### PROBLEM DESCRIPTION
Reproduce the whole listing, keeping each word unchanged.

+++

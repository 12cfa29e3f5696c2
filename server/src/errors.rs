// matchday_server/src/errors.rs

use actix_web::http::StatusCode;
use actix_web::{HttpResponse, ResponseError};
use matchday::{FieldError, ServiceError};
use serde_json::json;
use thiserror::Error;

#[derive(Debug, Error)]
pub enum AppError {
  #[error("Validation Error: {} field(s)", .0.len())]
  Validation(Vec<FieldError>),

  /// Rejected by a business rule or an unreadable body.
  #[error("Bad Request: {0}")]
  BadRequest(String),

  #[error("Resource Not Found: {0}")]
  NotFound(String),

  #[error("Configuration Error: {0}")]
  Config(String),

  #[error("Internal Server Error: {0}")]
  Internal(String),
}

impl From<ServiceError> for AppError {
  fn from(err: ServiceError) -> Self {
    match err {
      ServiceError::Validation(fields) => AppError::Validation(fields),
      ServiceError::NotFound(m) => AppError::NotFound(m),
      ServiceError::Rule(m) => AppError::BadRequest(m),
      ServiceError::Config(m) => AppError::Config(m),
      other => AppError::Internal(other.to_string()),
    }
  }
}

impl From<anyhow::Error> for AppError {
  fn from(err: anyhow::Error) -> Self {
    AppError::Internal(err.to_string())
  }
}

impl ResponseError for AppError {
  fn status_code(&self) -> StatusCode {
    match self {
      AppError::Validation(_) | AppError::BadRequest(_) => StatusCode::BAD_REQUEST,
      AppError::NotFound(_) => StatusCode::NOT_FOUND,
      AppError::Config(_) | AppError::Internal(_) => StatusCode::INTERNAL_SERVER_ERROR,
    }
  }

  fn error_response(&self) -> HttpResponse {
    let status = self.status_code();
    if status.is_server_error() {
      tracing::error!(application_error = %self, "Responding with error");
    } else {
      tracing::info!(application_error = %self, "Request rejected");
    }

    let body = match self {
      AppError::Validation(details) => json!({ "error": "Validation failed", "details": details }),
      AppError::BadRequest(m) | AppError::NotFound(m) => json!({ "error": m }),
      AppError::Config(_) => json!({ "error": "Server configuration error" }),
      AppError::Internal(_) => json!({ "error": "An internal error occurred" }),
    };
    HttpResponse::build(status).json(body)
  }
}

pub type Result<T, E = AppError> = std::result::Result<T, E>;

+++

### OUTPUT FOR THIS TASK
repository 12cfa29e3f5696c2
filename server/src/errors.rs
// matchday_server/src/errors.rs

use actix_web::http::StatusCode;
use actix_web::{HttpResponse, ResponseError};
use matchday::{FieldError, ServiceError};
use serde_json::json;
use thiserror::Error;

#[derive(Debug, Error)]
pub enum AppError {
  #[error("Validation Error: {} field(s)", .0.len())]
  Validation(Vec<FieldError>),

  /// Rejected by a business rule or an unreadable body.
  #[error("Bad Request: {0}")]
  BadRequest(String),

  #[error("Resource Not Found: {0}")]
  NotFound(String),

  #[error("Configuration Error: {0}")]
  Config(String),

  #[error("Internal Server Error: {0}")]
  Internal(String),
}

impl From<ServiceError> for AppError {
  fn from(err: ServiceError) -> Self {
    match err {
      ServiceError::Validation(fields) => AppError::Validation(fields),
      ServiceError::NotFound(m) => AppError::NotFound(m),
      ServiceError::Rule(m) => AppError::BadRequest(m),
      ServiceError::Config(m) => AppError::Config(m),
      other => AppError::Internal(other.to_string()),
    }
  }
}

impl From<anyhow::Error> for AppError {
  fn from(err: anyhow::Error) -> Self {
    AppError::Internal(err.to_string())
  }
}

impl ResponseError for AppError {
  fn status_code(&self) -> StatusCode {
    match self {
      AppError::Validation(_) | AppError::BadRequest(_) => StatusCode::BAD_REQUEST,
      AppError::NotFound(_) => StatusCode::NOT_FOUND,
      AppError::Config(_) | AppError::Internal(_) => StatusCode::INTERNAL_SERVER_ERROR,
    }
  }

  fn error_response(&self) -> HttpResponse {
    let status = self.status_code();
    if status.is_server_error() {
      tracing::error!(application_error = %self, "Responding with error");
    } else {
      tracing::info!(application_error = %self, "Request rejected");
    }

    let body = match self {
      AppError::Validation(details) => json!({ "error": "Validation failed", "details": details }),
      AppError::BadRequest(m) | AppError::NotFound(m) => json!({ "error": m }),
      AppError::Config(_) => json!({ "error": "Server configuration error" }),
      AppError::Internal(_) => json!({ "error": "An internal error occurred" }),
    };
    HttpResponse::build(status).json(body)
  }
}

pub type Result<T, E = AppError> = std::result::Result<T, E>;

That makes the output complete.